List, from the lines below, each one with "respond" in it.

** Records follows **

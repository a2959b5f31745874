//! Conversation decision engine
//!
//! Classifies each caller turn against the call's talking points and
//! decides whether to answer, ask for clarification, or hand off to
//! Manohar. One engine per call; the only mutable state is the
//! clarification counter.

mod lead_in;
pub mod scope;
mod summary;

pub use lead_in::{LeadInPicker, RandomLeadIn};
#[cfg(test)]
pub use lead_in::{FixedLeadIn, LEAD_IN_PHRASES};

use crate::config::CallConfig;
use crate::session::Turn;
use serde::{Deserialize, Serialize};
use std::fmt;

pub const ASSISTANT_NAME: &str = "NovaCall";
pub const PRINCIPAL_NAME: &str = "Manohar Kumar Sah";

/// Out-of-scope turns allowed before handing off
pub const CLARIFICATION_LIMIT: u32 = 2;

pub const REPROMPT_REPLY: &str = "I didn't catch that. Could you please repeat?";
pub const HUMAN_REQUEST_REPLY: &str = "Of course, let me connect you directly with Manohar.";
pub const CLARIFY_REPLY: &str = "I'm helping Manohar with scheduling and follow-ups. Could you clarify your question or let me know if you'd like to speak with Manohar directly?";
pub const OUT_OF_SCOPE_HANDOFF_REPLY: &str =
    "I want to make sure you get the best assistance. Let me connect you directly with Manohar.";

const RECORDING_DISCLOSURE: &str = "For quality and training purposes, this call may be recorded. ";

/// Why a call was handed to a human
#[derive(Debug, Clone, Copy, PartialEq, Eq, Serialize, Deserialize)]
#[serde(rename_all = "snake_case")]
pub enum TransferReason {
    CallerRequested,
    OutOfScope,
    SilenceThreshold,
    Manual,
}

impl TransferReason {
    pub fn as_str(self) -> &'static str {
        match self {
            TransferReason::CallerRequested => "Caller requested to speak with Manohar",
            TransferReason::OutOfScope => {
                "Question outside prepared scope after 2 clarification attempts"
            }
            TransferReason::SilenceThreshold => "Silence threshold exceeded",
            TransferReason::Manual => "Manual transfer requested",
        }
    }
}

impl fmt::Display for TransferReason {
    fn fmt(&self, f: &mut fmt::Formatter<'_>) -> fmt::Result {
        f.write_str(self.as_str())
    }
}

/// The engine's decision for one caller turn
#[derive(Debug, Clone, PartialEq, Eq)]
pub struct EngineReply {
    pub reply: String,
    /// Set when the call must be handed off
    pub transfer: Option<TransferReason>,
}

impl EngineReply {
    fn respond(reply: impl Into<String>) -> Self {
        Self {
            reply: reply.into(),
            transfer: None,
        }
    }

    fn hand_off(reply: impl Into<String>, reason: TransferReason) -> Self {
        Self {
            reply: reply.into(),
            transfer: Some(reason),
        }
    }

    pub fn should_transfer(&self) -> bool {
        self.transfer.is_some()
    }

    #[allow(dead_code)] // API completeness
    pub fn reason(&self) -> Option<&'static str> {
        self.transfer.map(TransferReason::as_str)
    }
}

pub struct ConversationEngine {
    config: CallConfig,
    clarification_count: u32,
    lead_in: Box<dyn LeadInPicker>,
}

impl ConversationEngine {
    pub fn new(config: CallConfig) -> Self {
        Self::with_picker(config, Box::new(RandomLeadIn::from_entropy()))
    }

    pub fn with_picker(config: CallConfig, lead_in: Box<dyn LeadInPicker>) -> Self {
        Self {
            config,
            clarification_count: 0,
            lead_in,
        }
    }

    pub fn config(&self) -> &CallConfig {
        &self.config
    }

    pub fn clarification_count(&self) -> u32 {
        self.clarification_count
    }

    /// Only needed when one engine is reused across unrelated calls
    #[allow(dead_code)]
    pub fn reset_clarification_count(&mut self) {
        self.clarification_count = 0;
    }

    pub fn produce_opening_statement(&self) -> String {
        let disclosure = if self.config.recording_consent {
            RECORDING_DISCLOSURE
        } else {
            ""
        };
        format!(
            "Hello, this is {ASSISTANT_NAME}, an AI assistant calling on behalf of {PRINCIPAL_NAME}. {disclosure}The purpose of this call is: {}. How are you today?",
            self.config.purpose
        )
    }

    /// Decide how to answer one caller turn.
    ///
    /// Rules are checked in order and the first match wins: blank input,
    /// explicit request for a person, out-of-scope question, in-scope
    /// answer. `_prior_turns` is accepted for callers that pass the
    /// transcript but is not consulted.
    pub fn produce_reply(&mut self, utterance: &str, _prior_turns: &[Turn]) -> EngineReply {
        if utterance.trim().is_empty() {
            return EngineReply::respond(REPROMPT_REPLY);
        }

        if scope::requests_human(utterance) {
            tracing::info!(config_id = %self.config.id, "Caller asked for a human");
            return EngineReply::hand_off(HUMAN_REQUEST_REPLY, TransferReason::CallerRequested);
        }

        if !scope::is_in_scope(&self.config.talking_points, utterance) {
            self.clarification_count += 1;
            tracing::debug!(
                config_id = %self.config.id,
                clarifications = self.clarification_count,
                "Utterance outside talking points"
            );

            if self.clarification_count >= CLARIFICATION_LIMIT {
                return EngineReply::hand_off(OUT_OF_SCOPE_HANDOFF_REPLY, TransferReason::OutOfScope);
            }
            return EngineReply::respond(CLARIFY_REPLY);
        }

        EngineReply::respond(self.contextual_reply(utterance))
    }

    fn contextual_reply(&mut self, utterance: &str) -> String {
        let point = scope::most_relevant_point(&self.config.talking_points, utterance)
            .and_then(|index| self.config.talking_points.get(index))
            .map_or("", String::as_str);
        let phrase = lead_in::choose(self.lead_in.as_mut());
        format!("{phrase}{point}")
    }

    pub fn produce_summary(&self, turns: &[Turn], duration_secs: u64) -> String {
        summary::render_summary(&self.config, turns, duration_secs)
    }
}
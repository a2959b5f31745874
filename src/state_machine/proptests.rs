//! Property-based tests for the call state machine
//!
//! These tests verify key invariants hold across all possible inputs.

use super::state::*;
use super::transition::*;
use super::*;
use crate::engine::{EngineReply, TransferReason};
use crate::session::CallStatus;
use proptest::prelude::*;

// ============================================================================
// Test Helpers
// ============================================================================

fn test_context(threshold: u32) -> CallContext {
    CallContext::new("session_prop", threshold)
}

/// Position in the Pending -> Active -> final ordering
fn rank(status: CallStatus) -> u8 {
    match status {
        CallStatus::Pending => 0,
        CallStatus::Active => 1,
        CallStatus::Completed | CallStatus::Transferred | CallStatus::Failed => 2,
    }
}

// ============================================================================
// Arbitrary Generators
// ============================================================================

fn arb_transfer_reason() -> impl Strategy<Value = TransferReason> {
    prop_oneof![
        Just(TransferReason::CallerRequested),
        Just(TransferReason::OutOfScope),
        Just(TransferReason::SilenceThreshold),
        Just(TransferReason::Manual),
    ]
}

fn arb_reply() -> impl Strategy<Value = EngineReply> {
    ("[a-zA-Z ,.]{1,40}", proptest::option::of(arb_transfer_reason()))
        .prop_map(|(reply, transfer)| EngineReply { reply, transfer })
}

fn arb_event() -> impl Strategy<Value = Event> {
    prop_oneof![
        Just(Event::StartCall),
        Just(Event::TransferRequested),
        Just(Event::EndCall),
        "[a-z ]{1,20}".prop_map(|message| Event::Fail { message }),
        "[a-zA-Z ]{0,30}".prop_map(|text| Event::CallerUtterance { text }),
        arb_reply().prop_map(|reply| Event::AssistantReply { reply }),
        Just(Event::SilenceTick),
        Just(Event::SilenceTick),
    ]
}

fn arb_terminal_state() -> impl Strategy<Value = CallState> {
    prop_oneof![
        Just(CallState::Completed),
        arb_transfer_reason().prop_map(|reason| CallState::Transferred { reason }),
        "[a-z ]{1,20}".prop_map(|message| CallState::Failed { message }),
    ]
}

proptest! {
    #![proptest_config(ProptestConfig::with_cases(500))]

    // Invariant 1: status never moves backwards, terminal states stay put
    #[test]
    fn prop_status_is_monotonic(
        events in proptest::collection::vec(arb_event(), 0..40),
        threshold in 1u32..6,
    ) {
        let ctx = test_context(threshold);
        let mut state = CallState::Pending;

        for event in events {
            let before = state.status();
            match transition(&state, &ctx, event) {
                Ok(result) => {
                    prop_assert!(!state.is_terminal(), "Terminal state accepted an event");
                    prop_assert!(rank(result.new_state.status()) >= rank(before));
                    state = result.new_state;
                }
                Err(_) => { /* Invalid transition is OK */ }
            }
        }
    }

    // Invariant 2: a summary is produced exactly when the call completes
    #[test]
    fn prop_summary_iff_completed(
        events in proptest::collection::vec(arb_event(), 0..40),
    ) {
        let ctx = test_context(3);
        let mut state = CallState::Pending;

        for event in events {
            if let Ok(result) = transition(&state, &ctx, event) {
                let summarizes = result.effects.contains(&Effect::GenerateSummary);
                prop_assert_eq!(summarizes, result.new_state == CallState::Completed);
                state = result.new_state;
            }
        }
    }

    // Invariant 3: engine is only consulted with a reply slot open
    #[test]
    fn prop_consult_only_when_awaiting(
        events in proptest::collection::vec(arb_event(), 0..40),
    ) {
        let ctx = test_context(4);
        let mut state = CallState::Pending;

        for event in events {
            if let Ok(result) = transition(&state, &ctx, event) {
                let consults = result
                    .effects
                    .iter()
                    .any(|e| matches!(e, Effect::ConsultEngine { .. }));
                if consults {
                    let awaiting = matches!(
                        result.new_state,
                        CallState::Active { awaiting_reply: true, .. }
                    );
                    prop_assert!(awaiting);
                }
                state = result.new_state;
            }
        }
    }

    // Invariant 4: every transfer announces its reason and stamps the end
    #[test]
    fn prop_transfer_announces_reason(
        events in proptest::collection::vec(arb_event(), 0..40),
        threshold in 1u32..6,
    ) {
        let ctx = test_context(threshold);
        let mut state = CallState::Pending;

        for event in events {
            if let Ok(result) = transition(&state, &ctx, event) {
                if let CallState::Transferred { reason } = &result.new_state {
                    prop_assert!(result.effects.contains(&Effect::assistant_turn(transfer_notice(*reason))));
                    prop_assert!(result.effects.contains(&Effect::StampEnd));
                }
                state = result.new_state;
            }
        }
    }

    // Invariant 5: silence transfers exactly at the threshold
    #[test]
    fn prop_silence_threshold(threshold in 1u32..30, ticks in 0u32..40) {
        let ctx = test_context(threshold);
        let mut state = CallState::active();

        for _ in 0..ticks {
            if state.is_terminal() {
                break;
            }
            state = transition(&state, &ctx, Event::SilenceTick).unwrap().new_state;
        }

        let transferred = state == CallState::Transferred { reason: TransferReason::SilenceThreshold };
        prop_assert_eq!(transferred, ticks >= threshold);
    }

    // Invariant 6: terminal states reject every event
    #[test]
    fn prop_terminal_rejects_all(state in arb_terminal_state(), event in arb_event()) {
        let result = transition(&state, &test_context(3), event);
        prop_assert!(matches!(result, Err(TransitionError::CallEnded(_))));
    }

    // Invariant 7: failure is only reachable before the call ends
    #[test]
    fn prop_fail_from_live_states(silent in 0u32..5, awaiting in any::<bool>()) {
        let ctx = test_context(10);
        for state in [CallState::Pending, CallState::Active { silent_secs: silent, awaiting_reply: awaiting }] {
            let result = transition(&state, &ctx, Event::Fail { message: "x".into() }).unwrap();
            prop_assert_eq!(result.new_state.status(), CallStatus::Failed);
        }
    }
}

** End of Records **

▶ Response to the exercise
    fn respond(reply: impl Into<String>) -> Self {
            return EngineReply::respond(REPROMPT_REPLY);
            return EngineReply::respond(CLARIFY_REPLY);
        EngineReply::respond(self.contextual_reply(utterance))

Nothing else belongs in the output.